SL: You are currently recording your debut EP, how are you funding this?

I’m funding it by doing it all myself haha, I wrote, recorded and produced the entire record myself (but my friend William P Rea played the piano). I managed to find friends from uni to help me with the non-musical elements like my music video for Sins (by Shaun Doherty) and the EP cover (by Eleanor Hardiman) who either worked with me for free or gave me mates rates. The only thing that really costs me is my time.

SL: Do you prefer download or physical music? Is there a downside to producing download only?

I’m quite a big fan of vinyl records, I’ve got a pretty good collection going (half of which is technically my parents’) but I mainly listen to music on spotify. There’s definitely some inner turmoil there, I hate how little Spotify pay artists and would love to be able to shun them but I just haven’t found another music listening platform that is as good for discovering new music. I did try Tidal for a bit but Jay Z really dropped the ball on that one.

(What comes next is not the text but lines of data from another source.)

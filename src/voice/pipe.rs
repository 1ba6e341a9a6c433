//! ALSA subprocess audio endpoints
//!
//! Microphone capture and playback delegated to `arecord`/`aplay` child
//! processes. Keeps the binary free of audio-device bindings while still
//! producing real WAV bytes for the transcription endpoint.

use std::process::Stdio;
use std::time::Duration;

use async_trait::async_trait;
use tokio::io::AsyncWriteExt;
use tokio::process::Command;

use crate::{Error, Result};

use super::{AudioFeed, AudioOut};

/// Capture sample rate expected by the transcription endpoint
const SAMPLE_RATE: u32 = 16_000;

/// Extra grace on top of the capture window before the recorder is killed
const RECORD_GRACE: Duration = Duration::from_secs(2);

/// Microphone feed backed by an `arecord` child process
pub struct MicFeed;

#[async_trait]
impl AudioFeed for MicFeed {
    async fn record(&self, timeout: Duration, phrase_limit: Duration) -> Result<Option<Vec<u8>>> {
        let window = timeout + phrase_limit;
        let seconds = window.as_secs().max(1);

        let child = Command::new("arecord")
            .arg("-q")
            .args(["-f", "S16_LE"])
            .args(["-r", &SAMPLE_RATE.to_string()])
            .args(["-c", "1"])
            .args(["-t", "wav"])
            .args(["-d", &seconds.to_string()])
            .arg("-")
            .stdout(Stdio::piped())
            .stderr(Stdio::null())
            .spawn()
            .map_err(|e| Error::Stt(format!("failed to start arecord: {e}")))?;

        let output = match tokio::time::timeout(window + RECORD_GRACE, child.wait_with_output())
            .await
        {
            Ok(result) => result?,
            Err(_) => {
                tracing::warn!("recorder did not finish within its window");
                return Ok(None);
            }
        };

        if !output.status.success() {
            return Err(Error::Stt(format!(
                "arecord exited with {}",
                output.status
            )));
        }

        // A bare WAV header with no frames means the device produced nothing.
        if output.stdout.len() <= 44 {
            return Ok(None);
        }

        Ok(Some(output.stdout))
    }
}

/// Playback sink backed by an `aplay` child process
pub struct SpeakerOut;

#[async_trait]
impl AudioOut for SpeakerOut {
    async fn play(&self, audio: &[u8]) -> Result<()> {
        let mut child = Command::new("aplay")
            .arg("-q")
            .args(["-t", "wav"])
            .arg("-")
            .stdin(Stdio::piped())
            .stderr(Stdio::null())
            .spawn()
            .map_err(|e| Error::Tts(format!("failed to start aplay: {e}")))?;

        if let Some(stdin) = child.stdin.as_mut() {
            stdin.write_all(audio).await?;
            stdin.shutdown().await?;
        }

        let status = child.wait().await?;
        if !status.success() {
            return Err(Error::Tts(format!("aplay exited with {status}")));
        }

        Ok(())
    }
}
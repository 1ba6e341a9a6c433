//! Scheduled reminders
//!
//! A reminder is a message delivered back to the daemon after a delay and
//! spoken as "Reminder, sir: {msg}". The scheduler only owns timers and a
//! channel; speaking stays with the dispatcher, like every other reply.

use std::time::Duration;

use tokio::sync::mpsc;

use crate::skills::Skill;
use crate::Result;

/// Hands reminder messages back to the daemon when their timers fire
///
/// Must be used inside a tokio runtime; each reminder is one spawned
/// sleep task.
#[derive(Clone)]
pub struct ReminderScheduler {
    due: mpsc::UnboundedSender<String>,
}

impl ReminderScheduler {
    /// Create a scheduler delivering due reminders on the given channel
    #[must_use]
    pub fn new(due: mpsc::UnboundedSender<String>) -> Self {
        Self { due }
    }

    /// Deliver `message` on the due channel after `delay`
    pub fn schedule(&self, message: String, delay: Duration) {
        tracing::info!(message = %message, delay_secs = delay.as_secs(), "reminder scheduled");

        let due = self.due.clone();
        tokio::spawn(async move {
            tokio::time::sleep(delay).await;
            if due.send(message).is_err() {
                tracing::debug!("reminder fired after shutdown");
            }
        });
    }
}

/// Claims `remind me to <message> in <n> <seconds|minutes|hours>`
pub struct ReminderSkill {
    scheduler: ReminderScheduler,
}

impl ReminderSkill {
    /// Create a reminder skill over a scheduler
    #[must_use]
    pub fn new(scheduler: ReminderScheduler) -> Self {
        Self { scheduler }
    }
}

impl Skill for ReminderSkill {
    fn name(&self) -> &str {
        "reminder"
    }

    fn handle(&self, command: &str) -> Result<Option<String>> {
        let Some((message, delay)) = parse_reminder(command) else {
            return Ok(None);
        };

        self.scheduler.schedule(message, delay);
        Ok(Some("Reminder set, sir.".to_string()))
    }
}

/// Parse a reminder command into its message and delay
///
/// The last " in " splits message from delay, so messages containing "in"
/// ("check in with mom in 5 minutes") parse correctly.
fn parse_reminder(command: &str) -> Option<(String, Duration)> {
    let payload = command.strip_prefix("remind me to ")?;
    let (message, tail) = payload.rsplit_once(" in ")?;

    let (amount, unit) = tail.trim().split_once(' ')?;
    let amount: u64 = amount.parse().ok()?;
    let seconds = match unit.trim().trim_end_matches('s') {
        "second" => amount,
        "minute" => amount * 60,
        "hour" => amount * 3600,
        _ => return None,
    };

    let message = message.trim();
    if message.is_empty() {
        return None;
    }

    Some((message.to_string(), Duration::from_secs(seconds)))
}

#[cfg(test)]
mod tests {
    use super::*;

    #[test]
    fn parses_units_and_amounts() {
        assert_eq!(
            parse_reminder("remind me to stretch in 45 seconds"),
            Some(("stretch".to_string(), Duration::from_secs(45)))
        );
        assert_eq!(
            parse_reminder("remind me to check the oven in 10 minutes"),
            Some(("check the oven".to_string(), Duration::from_secs(600)))
        );
        assert_eq!(
            parse_reminder("remind me to call mom in 2 hours"),
            Some(("call mom".to_string(), Duration::from_secs(7200)))
        );
    }

    #[test]
    fn splits_on_the_last_in() {
        assert_eq!(
            parse_reminder("remind me to check in with mom in 5 minutes"),
            Some(("check in with mom".to_string(), Duration::from_secs(300)))
        );
    }

    #[test]
    fn rejects_malformed_commands() {
        assert_eq!(parse_reminder("remind me to stretch"), None);
        assert_eq!(parse_reminder("remind me to in 5 minutes"), None);
        assert_eq!(parse_reminder("remind me to nap in five minutes"), None);
        assert_eq!(parse_reminder("remind me to nap in 5 fortnights"), None);
        assert_eq!(parse_reminder("what time is it"), None);
    }

    #[tokio::test(start_paused = true)]
    async fn scheduled_reminder_is_delivered_after_delay() {
        let (tx, mut rx) = mpsc::unbounded_channel();
        let scheduler = ReminderScheduler::new(tx);

        scheduler.schedule("check the oven".to_string(), Duration::from_secs(600));

        let msg = rx.recv().await.unwrap();
        assert_eq!(msg, "check the oven");
    }

    #[tokio::test(start_paused = true)]
    async fn skill_claims_and_schedules() {
        let (tx, mut rx) = mpsc::unbounded_channel();
        let skill = ReminderSkill::new(ReminderScheduler::new(tx));

        let reply = skill.handle("remind me to stretch in 1 minute").unwrap();
        assert_eq!(reply.as_deref(), Some("Reminder set, sir."));
        assert_eq!(rx.recv().await.as_deref(), Some("stretch"));

        assert_eq!(skill.handle("combat mode").unwrap(), None);
    }
}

SL: What are your aims over the next twelve months, and over the next five years?

Over the next 12 months I will have released my EP and moved to Bristol and hopefully those two things will be the catalyst to me getting more gigs and making more money (I’m currently based in Devon and there isn’t a great demand for small weird girls making ambientish loops of their voice and looking somber on stage but Bristol has better prospects). In the next five years, I’d like to achieve a Madonna level of success and pay off all the student debts of my friends OR be comfortable and earning a good living with my music, go on a few tours overseas and have a solid band that I work with (I don’t currently have any accompaniment while performing live and I’ve got bigger goals for my live shows).

SL: And finally, what are your favourite venues and where would you like to play in the future?

I love Thekla in Bristol, being on a boat listening to music is pretty rad. And I’d love to do a tour where I focus solely on the acoustics of the venues, something like a cathedral tour but a bit weirder. My friends (Whatchamacallit collective) recently did a series of exhibitions at a Victorian baths in Manchester and the acoustics of the empty swimming pool were insane so doing performances in some stranger places would be really cool. I’d also like to make use of theatres and picture houses that are currently out of use and just be as indie and bizarre as possible.

Interviewers comments

I think for me what is fascinating about this interview is the fact that it is touching a musician at the start of their journey. The desire to be “successful” and play with artists she has admired but also a realisation that much of the journey is both hard work and luck. I thought the comment about success was interesting, what is success? You can be successful but surely it is about inspiring others.

I love the reference to Lucy Rose who is someone I admire, and that understanding that playing music to audiences is changing. It will be interesting with the move to Bristol how she adapts and hopefully I can come and see her play.

In terms of money there is that pull to focus on building a career but a realisation that money is needed and therefore music has to work alongside other paid work (certainly in the early days). It is also interesting how to achieve the first vision of producing her EP she has turned to friends to help, and ultimately it is those around us who can help us achieve but we often forget that.

In terms of music I would never pretend to be some music guru but there is something about her voice and the depth of her songs. Could I compare to someone, I am not sure I could. Two songs which really stuck out for me where “I’m better” and “Sorry”.